Le silence dans Le temps sauvage (ou Solitude sans sujet)

Mario DUFOUR

Que peut bien vouloir dire la figure du « temps sauvage » dans la pièce de 1967 d'Anne Hébert et à laquelle elle donne l'autorité de son titre ? Par l'étude de la pièce Le temps sauvage, cet article tente de montrer qu'au-delà des lectures psychanalytique, psychologique ou sociologique, lesquelles sont toujours pertinentes et nécessaires, il est possible d'interpréter cette métaphore comme la figure d'une certaine manière de comprendre l'expérience littéraire en général. Ce qu'il y a de remarquable dans cette pièce, c'est qu'elle s'articule et se construit à peu près à tous les niveaux d'analyse, autour d'une problématique du silence, du secret et d'une sorte de fermeture ou de rétention de la parole.
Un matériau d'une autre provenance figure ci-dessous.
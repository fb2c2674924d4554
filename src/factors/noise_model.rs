//! Gaussian noise models.
//!
//! A noise model whitens residuals and Jacobians so that the linearized
//! factor has unit covariance: `‖r‖²_Σ = ‖W r‖²` with `WᵀW = Σ⁻¹`.

use nalgebra::{DMatrix, DVector};

use crate::error::{HybridError, HybridResult};

#[derive(Debug, Clone, PartialEq)]
pub enum NoiseModel {
    /// Identity covariance
    Unit(usize),
    /// `σ² I`
    Isotropic { dim: usize, sigma: f64 },
    /// Per-component standard deviations
    Diagonal(DVector<f64>),
    /// Full covariance given through its upper triangular square-root
    /// information `W` (`WᵀW = Σ⁻¹`)
    Gaussian(DMatrix<f64>),
}

impl NoiseModel {
    pub fn unit(dim: usize) -> Self {
        NoiseModel::Unit(dim)
    }

    pub fn isotropic(dim: usize, sigma: f64) -> HybridResult<Self> {
        if !(sigma.is_finite() && sigma > 0.0) {
            return Err(HybridError::InvalidInput(format!(
                "isotropic sigma must be positive, got {sigma}"
            )));
        }
        Ok(NoiseModel::Isotropic { dim, sigma })
    }

    pub fn diagonal(sigmas: DVector<f64>) -> HybridResult<Self> {
        if sigmas.iter().any(|s| !(s.is_finite() && *s > 0.0)) {
            return Err(HybridError::InvalidInput(
                "diagonal sigmas must be positive".to_string(),
            ));
        }
        Ok(NoiseModel::Diagonal(sigmas))
    }

    /// From an information matrix `Ω = Σ⁻¹`.
    pub fn from_information(information: DMatrix<f64>) -> HybridResult<Self> {
        if !information.is_square() {
            return Err(HybridError::InvalidInput(
                "information matrix must be square".to_string(),
            ));
        }
        let l = information
            .cholesky()
            .ok_or_else(|| {
                HybridError::LinearAlgebra(
                    "Information matrix is not positive definite".to_string(),
                )
            })?
            .l();
        Ok(NoiseModel::Gaussian(l.transpose()))
    }

    pub fn from_covariance(covariance: DMatrix<f64>) -> HybridResult<Self> {
        let information = covariance.try_inverse().ok_or_else(|| {
            HybridError::LinearAlgebra("Covariance matrix is singular".to_string())
        })?;
        Self::from_information(information)
    }

    pub fn dim(&self) -> usize {
        match self {
            NoiseModel::Unit(dim) => *dim,
            NoiseModel::Isotropic { dim, .. } => *dim,
            NoiseModel::Diagonal(sigmas) => sigmas.len(),
            NoiseModel::Gaussian(sqrt_information) => sqrt_information.nrows(),
        }
    }

    pub fn whiten_vector(&self, v: &DVector<f64>) -> DVector<f64> {
        match self {
            NoiseModel::Unit(_) => v.clone(),
            NoiseModel::Isotropic { sigma, .. } => v / *sigma,
            NoiseModel::Diagonal(sigmas) => v.component_div(sigmas),
            NoiseModel::Gaussian(w) => w * v,
        }
    }

    pub fn whiten_matrix(&self, m: &DMatrix<f64>) -> DMatrix<f64> {
        match self {
            NoiseModel::Unit(_) => m.clone(),
            NoiseModel::Isotropic { sigma, .. } => m / *sigma,
            NoiseModel::Diagonal(sigmas) => {
                let mut out = m.clone();
                for (i, mut row) in out.row_iter_mut().enumerate() {
                    row /= sigmas[i];
                }
                out
            }
            NoiseModel::Gaussian(w) => w * m,
        }
    }

    /// `½‖W r‖²`
    pub fn error(&self, residual: &DVector<f64>) -> f64 {
        0.5 * self.whiten_vector(residual).norm_squared()
    }
}
//! Linear algebra back ends.
//!
//! This module provides the two numeric primitives the elimination engine
//! consumes:
//! - Dense partial QR of an augmented system `[A_F A_S | b]` (nalgebra),
//!   used once per discrete assignment per elimination step
//! - Sparse Cholesky on the normal equations (faer), used to solve a whole
//!   Gaussian factor graph at its optimum

use faer::Mat;
use faer::sparse::SparseColMat;
use thiserror::Error;

pub mod cholesky;
pub mod qr;

pub use cholesky::SparseCholeskySolver;
pub use qr::{PartialElimination, eliminate_augmented};

/// Result type for linear algebra operations
pub type LinAlgResult<T> = Result<T, LinAlgError>;

/// Errors raised by the linear algebra back ends
#[derive(Debug, Clone, PartialEq, Error)]
pub enum LinAlgError {
    /// Matrix factorization failed
    #[error("Factorization failed: {0}")]
    FactorizationFailed(String),

    /// A pivot fell below the singularity tolerance
    #[error("Singular matrix: {0}")]
    SingularMatrix(String),

    /// Sparse matrix could not be assembled
    #[error("Sparse matrix creation failed: {0}")]
    SparseMatrixCreation(String),

    /// Conversion between storage layouts failed
    #[error("Matrix conversion failed: {0}")]
    MatrixConversion(String),

    /// Dimensions or arguments were inconsistent
    #[error("Invalid input: {0}")]
    InvalidInput(String),
}

/// Solver for the least-squares normal equations `AᵀA x = Aᵀb`.
pub trait SparseLinearSolver: Send {
    fn solve_normal_equation(
        &mut self,
        rhs: &Mat<f64>,
        jacobians: &SparseColMat<usize, f64>,
    ) -> LinAlgResult<Mat<f64>>;
}
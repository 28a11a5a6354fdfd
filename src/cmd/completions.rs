use anyhow::Result;
use clap::CommandFactory;
use clap_complete::Shell;

use crate::cli::Cli;

pub fn run(shell: Shell) -> Result<()> {
    let mut cmd = Cli::command();
    clap_complete::generate(shell, &mut cmd, "openplate", &mut std::io::stdout());
    Ok(())
}
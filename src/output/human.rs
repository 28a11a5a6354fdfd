use colored::{ColoredString, Colorize};
use comfy_table::{Table, presets::UTF8_FULL};

use crate::core::summary::DailySummary;
use crate::models::nutrient::Nutrient;
use crate::models::progress::{Band, MacroBreakdown, ProgressResult};

const BAR_WIDTH: usize = 20;

/// Band name painted in its gradient color.
pub fn band_label(band: Band) -> ColoredString {
    let label = band.to_string();
    match band {
        Band::Normal => label.green(),
        Band::Approaching => label.yellow(),
        Band::Exceeded => label.red(),
    }
}

/// Text progress bar. Anything past the goal shows as a full bar.
pub fn render_bar(fraction: f64) -> String {
    let filled = if fraction.is_finite() {
        (fraction.clamp(0.0, 1.0) * BAR_WIDTH as f64).round() as usize
    } else {
        0
    };
    format!("[{}{}]", "#".repeat(filled), "-".repeat(BAR_WIDTH - filled))
}

/// One-line progress for a nutrient.
pub fn format_progress(nutrient: Nutrient, p: &ProgressResult) -> String {
    let unit = nutrient.unit();
    if p.goal_amount == 0.0 {
        return format!(
            "{}: {:.0} {} consumed (no goal set)",
            nutrient, p.consumed_amount, unit
        );
    }

    let detail = if p.over_amount > 0.0 {
        format!(
            "+{:.0} {} over ({:.0}% of goal)",
            p.over_amount, unit, p.unclamped_percent
        )
    } else {
        format!("{:.0} {} remaining", p.remaining, unit)
    };

    format!(
        "{}: {:.0}/{:.0} {} {} {:.0}% [{}] {}",
        nutrient,
        p.consumed_amount,
        p.goal_amount,
        unit,
        render_bar(p.fraction_of_goal),
        p.percent_of_goal,
        band_label(p.band),
        detail
    )
}

/// Table of grams, mass share and energy share per macro.
pub fn format_breakdown(b: &MacroBreakdown) -> String {
    let mut table = Table::new();
    table.load_preset(UTF8_FULL);
    table.set_header(vec!["Macro", "Grams", "Share", "Energy share"]);

    let rows = [
        (Nutrient::Protein, b.protein, b.protein_share, b.protein_energy_share),
        (Nutrient::Carbs, b.carbs, b.carbs_share, b.carbs_energy_share),
        (Nutrient::Fat, b.fat, b.fat_share, b.fat_energy_share),
    ];
    for (nutrient, grams, share, energy) in rows {
        table.add_row(vec![
            nutrient.to_string(),
            format!("{:.1}", grams),
            format!("{:.1}%", share * 100.0),
            format!("{:.1}%", energy * 100.0),
        ]);
    }
    table.add_row(vec![
        "total".to_string(),
        format!("{:.1}", b.total),
        (if b.total > 0.0 { "100.0%" } else { "0.0%" }).to_string(),
        format!("{:.0} kcal", b.macro_calories),
    ]);
    table.to_string()
}

/// Pretty-print the daily summary.
pub fn format_summary(s: &DailySummary) -> String {
    let mut out = format!("=== OpenPlate Summary: {} ===\n\n", s.date);
    out.push_str(&format_progress(Nutrient::Calories, &s.calories.progress));
    if s.calories.burned > 0.0 {
        out.push_str(&format!(
            "\nBurned: {:.0} kcal | Net: {:.0} kcal",
            s.calories.burned, s.calories.net_calories
        ));
        if s.calories.progress.goal_amount > 0.0 {
            out.push_str(&format!(
                " | Remaining with activity: {:.0} kcal",
                s.calories.adjusted_remaining
            ));
        }
    }
    out.push('\n');
    for nutrient in Nutrient::MACROS {
        if let Some(p) = s.macros.get(nutrient) {
            out.push('\n');
            out.push_str(&format_progress(nutrient, p));
        }
    }
    out.push_str("\n\n");
    out.push_str(&format_breakdown(&s.breakdown));
    out
}
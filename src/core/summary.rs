use chrono::NaiveDate;
use serde::Serialize;

use crate::core::intake::DailyTotals;
use crate::core::macros::compute_macro_breakdown;
use crate::core::progress::compute_progress;
use crate::models::config::Config;
use crate::models::nutrient::{Nutrient, NutrientGoal, sanitize_amount};
use crate::models::progress::{MacroBreakdown, ProgressResult};

#[derive(Debug, Serialize)]
pub struct DailySummary {
    pub date: NaiveDate,
    pub calories: CalorieSummary,
    pub macros: MacroProgress,
    pub breakdown: MacroBreakdown,
}

#[derive(Debug, Serialize)]
pub struct CalorieSummary {
    #[serde(flatten)]
    pub progress: ProgressResult,
    pub burned: f64,
    /// Consumed minus burned, floored at zero.
    pub net_calories: f64,
    /// Remaining once burned calories are credited back to the goal.
    pub adjusted_remaining: f64,
}

#[derive(Debug, Serialize)]
pub struct MacroProgress {
    pub protein: ProgressResult,
    pub carbs: ProgressResult,
    pub fat: ProgressResult,
}

impl MacroProgress {
    pub fn get(&self, nutrient: Nutrient) -> Option<&ProgressResult> {
        match nutrient {
            Nutrient::Protein => Some(&self.protein),
            Nutrient::Carbs => Some(&self.carbs),
            Nutrient::Fat => Some(&self.fat),
            Nutrient::Calories => None,
        }
    }
}

/// Build the daily dashboard from a day's totals and the configured goals.
pub fn compute(totals: &DailyTotals, config: &Config, date: NaiveDate) -> DailySummary {
    let thresholds = config.thresholds();
    let goal_of = |n: Nutrient| NutrientGoal::new(config.goal_for(n), totals.consumed(n));
    let progress_of =
        |n: Nutrient| compute_progress(&goal_of(n), config.ceiling_for(n), &thresholds);

    let calorie_goal = goal_of(Nutrient::Calories).with_burned(totals.burned);
    let calories = compute_progress(
        &calorie_goal,
        config.ceiling_for(Nutrient::Calories),
        &thresholds,
    );
    let burned = sanitize_amount(calorie_goal.burned_amount);
    let net_calories = (calories.consumed_amount - burned).max(0.0);
    let adjusted_remaining = if calories.goal_amount > 0.0 {
        (calories.goal_amount + burned - calories.consumed_amount).max(0.0)
    } else {
        0.0
    };

    DailySummary {
        date,
        calories: CalorieSummary {
            progress: calories,
            burned,
            net_calories,
            adjusted_remaining,
        },
        macros: MacroProgress {
            protein: progress_of(Nutrient::Protein),
            carbs: progress_of(Nutrient::Carbs),
            fat: progress_of(Nutrient::Fat),
        },
        breakdown: compute_macro_breakdown(
            &goal_of(Nutrient::Protein),
            &goal_of(Nutrient::Carbs),
            &goal_of(Nutrient::Fat),
        ),
    }
}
Le temps sauvage est un temps où la parole voile ce qu'elle devrait dire, il nomme d'abord cette enceinte close dans laquelle les personnages de la pièce semblent enfermés, mais il peut aussi désigner de manière plus ou moins symbolique la perception d'un espace obscur, caché et invisible au fond de chacun de nous, et, ultimement, c'est ce que je suggérerai, le pli ou la disjonction, la solitude sans sujet, le vide irréductible à partir duquel procède l'œuvre d'art en général. Le temps sauvage dirait peut-être quelque chose de la littérature en général et de l'altérité ou de la résistance dont elle témoigne, de son ouverture à l'infini de l'interprétation.